_About this task:_
Would you find each line in the entries below with the string "Deserialize" and copy it?

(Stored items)
# # #

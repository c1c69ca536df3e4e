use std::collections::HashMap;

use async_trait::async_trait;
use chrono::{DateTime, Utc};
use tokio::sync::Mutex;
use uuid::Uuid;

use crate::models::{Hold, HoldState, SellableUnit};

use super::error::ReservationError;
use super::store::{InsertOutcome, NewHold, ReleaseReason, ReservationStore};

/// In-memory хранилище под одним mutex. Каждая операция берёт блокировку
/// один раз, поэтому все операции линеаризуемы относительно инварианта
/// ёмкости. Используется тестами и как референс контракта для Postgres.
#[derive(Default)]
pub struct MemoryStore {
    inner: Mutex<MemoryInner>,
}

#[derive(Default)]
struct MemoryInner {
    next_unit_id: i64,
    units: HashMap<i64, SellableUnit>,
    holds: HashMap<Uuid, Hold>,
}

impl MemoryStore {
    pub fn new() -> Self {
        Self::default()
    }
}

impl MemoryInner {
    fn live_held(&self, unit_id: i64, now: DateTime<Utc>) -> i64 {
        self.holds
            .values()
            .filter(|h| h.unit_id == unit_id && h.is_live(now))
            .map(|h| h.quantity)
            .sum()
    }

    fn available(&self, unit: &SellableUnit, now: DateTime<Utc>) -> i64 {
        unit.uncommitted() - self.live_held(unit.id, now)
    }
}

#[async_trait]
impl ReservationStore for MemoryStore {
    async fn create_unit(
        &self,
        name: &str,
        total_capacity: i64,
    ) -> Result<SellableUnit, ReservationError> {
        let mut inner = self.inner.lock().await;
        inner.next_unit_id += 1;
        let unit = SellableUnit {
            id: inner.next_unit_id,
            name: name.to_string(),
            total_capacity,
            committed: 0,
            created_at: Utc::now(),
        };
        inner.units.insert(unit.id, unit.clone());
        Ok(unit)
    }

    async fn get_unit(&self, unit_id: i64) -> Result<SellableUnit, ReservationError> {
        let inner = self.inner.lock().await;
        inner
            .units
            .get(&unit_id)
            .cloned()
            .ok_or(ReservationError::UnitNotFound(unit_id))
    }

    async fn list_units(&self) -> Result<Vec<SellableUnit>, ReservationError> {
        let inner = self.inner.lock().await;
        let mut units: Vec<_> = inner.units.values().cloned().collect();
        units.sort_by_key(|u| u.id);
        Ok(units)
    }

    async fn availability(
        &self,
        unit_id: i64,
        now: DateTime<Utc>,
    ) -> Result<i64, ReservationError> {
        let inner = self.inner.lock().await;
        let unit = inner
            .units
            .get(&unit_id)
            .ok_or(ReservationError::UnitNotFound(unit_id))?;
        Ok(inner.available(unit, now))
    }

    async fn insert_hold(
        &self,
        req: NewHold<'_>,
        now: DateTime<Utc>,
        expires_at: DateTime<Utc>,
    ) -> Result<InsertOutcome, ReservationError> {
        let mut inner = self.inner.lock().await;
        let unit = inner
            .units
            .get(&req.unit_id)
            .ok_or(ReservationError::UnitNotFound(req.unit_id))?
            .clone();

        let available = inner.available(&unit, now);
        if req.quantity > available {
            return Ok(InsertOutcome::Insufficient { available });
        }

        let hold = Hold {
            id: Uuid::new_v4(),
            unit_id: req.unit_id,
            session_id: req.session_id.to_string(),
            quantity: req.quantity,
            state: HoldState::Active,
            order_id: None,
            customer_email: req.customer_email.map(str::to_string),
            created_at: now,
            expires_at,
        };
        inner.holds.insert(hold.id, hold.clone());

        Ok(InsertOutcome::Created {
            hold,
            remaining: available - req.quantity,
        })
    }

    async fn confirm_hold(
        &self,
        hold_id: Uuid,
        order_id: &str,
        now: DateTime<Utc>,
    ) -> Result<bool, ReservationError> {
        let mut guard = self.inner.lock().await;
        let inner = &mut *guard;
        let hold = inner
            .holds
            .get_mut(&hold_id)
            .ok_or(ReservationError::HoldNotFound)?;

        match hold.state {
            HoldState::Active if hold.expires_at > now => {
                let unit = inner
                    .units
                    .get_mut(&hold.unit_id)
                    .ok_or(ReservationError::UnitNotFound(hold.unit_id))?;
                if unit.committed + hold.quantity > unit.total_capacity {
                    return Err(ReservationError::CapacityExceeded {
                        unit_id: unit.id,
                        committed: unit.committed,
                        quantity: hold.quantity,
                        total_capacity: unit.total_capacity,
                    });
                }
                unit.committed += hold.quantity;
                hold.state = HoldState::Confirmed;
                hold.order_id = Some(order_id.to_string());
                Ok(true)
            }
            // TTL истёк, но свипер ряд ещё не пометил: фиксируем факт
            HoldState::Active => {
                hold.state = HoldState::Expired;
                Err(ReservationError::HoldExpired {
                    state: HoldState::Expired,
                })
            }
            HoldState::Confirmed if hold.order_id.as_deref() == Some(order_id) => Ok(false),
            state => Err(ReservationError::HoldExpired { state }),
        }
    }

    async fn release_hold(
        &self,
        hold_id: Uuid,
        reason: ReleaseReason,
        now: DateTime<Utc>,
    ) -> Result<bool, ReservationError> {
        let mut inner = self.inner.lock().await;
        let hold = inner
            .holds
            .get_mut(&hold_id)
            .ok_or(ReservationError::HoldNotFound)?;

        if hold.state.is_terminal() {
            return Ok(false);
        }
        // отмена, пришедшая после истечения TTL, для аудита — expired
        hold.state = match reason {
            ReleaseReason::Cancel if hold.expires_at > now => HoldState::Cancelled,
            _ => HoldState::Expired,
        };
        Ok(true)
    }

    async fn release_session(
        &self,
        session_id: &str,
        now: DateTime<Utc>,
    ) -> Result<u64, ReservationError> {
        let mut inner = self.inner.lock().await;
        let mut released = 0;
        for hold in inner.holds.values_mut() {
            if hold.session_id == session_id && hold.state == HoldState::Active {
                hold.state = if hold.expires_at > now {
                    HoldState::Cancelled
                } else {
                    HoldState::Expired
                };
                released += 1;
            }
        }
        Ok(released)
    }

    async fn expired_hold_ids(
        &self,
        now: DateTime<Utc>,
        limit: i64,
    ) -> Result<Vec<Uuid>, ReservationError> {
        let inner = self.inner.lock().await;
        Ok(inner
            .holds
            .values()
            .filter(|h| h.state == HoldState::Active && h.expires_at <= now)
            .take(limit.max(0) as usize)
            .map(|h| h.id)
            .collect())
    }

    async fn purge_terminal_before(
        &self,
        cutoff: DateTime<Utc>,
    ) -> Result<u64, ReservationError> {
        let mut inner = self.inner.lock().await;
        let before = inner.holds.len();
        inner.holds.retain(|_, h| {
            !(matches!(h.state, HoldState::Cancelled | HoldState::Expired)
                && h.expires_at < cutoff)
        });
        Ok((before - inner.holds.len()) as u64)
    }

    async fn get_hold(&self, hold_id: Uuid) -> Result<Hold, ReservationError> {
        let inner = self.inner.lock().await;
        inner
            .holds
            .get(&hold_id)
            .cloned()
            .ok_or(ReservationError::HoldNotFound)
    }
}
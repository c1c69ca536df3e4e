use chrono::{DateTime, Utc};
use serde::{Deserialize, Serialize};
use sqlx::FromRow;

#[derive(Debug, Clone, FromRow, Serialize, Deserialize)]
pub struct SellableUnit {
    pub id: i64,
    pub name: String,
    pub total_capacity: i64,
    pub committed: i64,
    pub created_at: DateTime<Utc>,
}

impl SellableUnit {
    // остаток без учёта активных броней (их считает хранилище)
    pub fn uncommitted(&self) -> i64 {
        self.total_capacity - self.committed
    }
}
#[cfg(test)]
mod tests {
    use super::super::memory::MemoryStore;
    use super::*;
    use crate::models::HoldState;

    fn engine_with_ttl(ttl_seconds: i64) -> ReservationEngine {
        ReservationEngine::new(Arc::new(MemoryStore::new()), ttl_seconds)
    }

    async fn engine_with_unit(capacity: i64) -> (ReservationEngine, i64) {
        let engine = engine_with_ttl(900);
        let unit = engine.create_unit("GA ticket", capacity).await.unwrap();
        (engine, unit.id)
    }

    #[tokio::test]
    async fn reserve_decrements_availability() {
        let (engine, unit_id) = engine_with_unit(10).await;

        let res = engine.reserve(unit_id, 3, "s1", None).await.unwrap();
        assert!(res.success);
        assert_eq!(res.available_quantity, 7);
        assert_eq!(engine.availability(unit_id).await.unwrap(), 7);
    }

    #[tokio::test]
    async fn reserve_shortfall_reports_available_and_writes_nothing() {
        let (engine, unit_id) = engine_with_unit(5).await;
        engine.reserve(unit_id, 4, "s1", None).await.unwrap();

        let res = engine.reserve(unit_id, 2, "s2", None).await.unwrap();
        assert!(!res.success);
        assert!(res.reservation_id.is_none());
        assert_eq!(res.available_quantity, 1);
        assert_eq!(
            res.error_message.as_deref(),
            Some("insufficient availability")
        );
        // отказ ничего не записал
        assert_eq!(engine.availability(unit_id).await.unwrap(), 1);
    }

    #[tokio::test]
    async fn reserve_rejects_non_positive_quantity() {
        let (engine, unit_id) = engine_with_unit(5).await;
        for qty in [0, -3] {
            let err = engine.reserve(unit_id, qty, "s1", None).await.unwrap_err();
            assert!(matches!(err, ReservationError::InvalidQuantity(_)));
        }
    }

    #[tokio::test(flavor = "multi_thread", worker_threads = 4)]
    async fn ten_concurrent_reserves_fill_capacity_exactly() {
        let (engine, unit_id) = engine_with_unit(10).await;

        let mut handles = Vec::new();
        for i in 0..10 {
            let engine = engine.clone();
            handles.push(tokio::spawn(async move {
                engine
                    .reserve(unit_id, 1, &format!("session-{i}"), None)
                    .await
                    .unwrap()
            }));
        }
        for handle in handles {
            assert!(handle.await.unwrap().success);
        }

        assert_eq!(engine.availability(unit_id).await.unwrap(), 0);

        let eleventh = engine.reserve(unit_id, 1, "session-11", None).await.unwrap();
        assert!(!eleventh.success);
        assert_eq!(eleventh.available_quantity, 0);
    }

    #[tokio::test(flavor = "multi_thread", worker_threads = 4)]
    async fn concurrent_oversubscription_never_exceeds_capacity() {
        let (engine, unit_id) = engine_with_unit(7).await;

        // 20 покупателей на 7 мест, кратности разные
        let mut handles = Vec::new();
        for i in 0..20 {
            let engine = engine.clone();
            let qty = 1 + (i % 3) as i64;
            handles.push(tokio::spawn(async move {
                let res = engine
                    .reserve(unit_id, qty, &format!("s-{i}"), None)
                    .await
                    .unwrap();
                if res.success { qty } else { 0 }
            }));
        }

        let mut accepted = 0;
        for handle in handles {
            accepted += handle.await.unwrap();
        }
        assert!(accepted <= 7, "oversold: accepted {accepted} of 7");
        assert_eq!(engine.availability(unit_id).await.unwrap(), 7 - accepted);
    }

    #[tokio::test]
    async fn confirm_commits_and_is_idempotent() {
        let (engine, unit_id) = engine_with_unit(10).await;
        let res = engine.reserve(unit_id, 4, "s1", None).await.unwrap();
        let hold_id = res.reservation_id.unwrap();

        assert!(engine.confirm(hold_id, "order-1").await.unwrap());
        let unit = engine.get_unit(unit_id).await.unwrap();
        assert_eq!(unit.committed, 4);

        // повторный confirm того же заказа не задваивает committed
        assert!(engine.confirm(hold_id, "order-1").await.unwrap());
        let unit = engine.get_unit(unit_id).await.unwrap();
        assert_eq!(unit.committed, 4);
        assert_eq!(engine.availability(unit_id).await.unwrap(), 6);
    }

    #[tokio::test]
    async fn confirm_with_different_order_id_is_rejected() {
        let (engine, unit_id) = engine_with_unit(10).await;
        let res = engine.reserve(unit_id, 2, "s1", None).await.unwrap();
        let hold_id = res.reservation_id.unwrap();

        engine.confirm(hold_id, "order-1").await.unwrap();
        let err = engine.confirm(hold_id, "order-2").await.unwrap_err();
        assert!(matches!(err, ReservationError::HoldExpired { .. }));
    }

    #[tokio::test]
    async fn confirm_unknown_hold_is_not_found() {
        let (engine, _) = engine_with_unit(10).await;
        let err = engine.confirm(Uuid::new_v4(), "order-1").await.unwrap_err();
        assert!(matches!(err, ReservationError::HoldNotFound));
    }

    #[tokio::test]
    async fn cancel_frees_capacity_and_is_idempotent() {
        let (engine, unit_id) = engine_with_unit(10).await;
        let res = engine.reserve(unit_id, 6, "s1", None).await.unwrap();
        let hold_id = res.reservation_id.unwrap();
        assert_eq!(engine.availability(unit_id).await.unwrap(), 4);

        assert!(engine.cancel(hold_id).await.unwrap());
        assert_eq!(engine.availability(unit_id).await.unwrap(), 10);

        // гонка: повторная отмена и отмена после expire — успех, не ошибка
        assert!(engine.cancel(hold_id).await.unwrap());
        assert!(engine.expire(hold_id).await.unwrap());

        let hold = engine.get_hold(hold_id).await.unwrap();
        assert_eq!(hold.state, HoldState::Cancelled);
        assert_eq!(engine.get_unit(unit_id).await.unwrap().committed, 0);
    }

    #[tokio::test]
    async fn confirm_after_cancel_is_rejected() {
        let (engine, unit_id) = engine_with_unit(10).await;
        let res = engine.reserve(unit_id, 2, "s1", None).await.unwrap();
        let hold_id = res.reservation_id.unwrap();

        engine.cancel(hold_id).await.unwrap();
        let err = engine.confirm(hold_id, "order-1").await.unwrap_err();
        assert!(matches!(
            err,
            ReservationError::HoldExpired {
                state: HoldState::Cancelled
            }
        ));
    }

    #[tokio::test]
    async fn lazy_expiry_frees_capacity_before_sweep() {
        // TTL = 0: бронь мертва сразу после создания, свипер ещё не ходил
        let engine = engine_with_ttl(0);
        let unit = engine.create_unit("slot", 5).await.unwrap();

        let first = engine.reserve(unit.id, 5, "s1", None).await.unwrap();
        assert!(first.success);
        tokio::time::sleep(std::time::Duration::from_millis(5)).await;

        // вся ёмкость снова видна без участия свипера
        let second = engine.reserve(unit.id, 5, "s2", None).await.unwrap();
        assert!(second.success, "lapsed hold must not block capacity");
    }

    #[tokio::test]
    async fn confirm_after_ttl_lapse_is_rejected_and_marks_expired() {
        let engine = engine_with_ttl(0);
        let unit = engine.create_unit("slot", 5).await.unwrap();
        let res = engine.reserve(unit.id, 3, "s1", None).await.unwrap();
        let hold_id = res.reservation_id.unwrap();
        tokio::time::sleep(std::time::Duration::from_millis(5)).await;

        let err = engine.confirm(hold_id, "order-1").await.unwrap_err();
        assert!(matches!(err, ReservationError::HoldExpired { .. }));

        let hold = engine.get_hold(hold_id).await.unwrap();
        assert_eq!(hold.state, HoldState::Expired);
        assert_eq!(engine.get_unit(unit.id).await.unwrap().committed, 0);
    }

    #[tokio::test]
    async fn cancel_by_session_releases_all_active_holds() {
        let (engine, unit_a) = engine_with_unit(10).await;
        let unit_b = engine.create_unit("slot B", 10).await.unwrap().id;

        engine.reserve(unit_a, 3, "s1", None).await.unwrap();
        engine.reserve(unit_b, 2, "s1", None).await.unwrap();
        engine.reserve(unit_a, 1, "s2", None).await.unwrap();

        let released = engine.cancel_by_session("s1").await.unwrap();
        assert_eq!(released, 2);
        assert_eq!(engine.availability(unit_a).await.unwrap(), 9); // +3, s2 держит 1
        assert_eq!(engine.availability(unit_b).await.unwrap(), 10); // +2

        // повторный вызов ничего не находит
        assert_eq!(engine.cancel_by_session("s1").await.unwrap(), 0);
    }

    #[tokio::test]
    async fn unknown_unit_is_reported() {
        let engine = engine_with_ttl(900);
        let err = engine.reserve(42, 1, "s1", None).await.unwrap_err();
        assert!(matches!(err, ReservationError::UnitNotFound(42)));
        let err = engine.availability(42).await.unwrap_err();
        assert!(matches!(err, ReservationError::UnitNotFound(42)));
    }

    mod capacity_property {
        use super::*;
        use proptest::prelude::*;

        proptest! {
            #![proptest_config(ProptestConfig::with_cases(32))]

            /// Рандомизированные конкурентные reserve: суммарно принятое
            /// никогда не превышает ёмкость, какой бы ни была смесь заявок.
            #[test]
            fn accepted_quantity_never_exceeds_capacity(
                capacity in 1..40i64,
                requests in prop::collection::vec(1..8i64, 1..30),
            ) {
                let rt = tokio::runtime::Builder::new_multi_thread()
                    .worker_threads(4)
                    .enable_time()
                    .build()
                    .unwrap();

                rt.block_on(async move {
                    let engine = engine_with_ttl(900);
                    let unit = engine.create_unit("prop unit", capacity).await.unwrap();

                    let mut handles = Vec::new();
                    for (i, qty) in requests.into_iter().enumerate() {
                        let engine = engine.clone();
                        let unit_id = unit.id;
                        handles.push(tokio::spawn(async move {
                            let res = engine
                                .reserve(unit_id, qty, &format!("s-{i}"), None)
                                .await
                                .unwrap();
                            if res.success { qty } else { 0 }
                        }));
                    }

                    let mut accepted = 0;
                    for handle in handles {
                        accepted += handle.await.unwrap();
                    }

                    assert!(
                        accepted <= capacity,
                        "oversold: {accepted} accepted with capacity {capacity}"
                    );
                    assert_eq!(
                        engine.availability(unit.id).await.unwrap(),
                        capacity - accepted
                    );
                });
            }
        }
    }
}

# # #

_Answer section:_
use serde::{Deserialize, Serialize};
#[derive(Debug, Clone, FromRow, Serialize, Deserialize)]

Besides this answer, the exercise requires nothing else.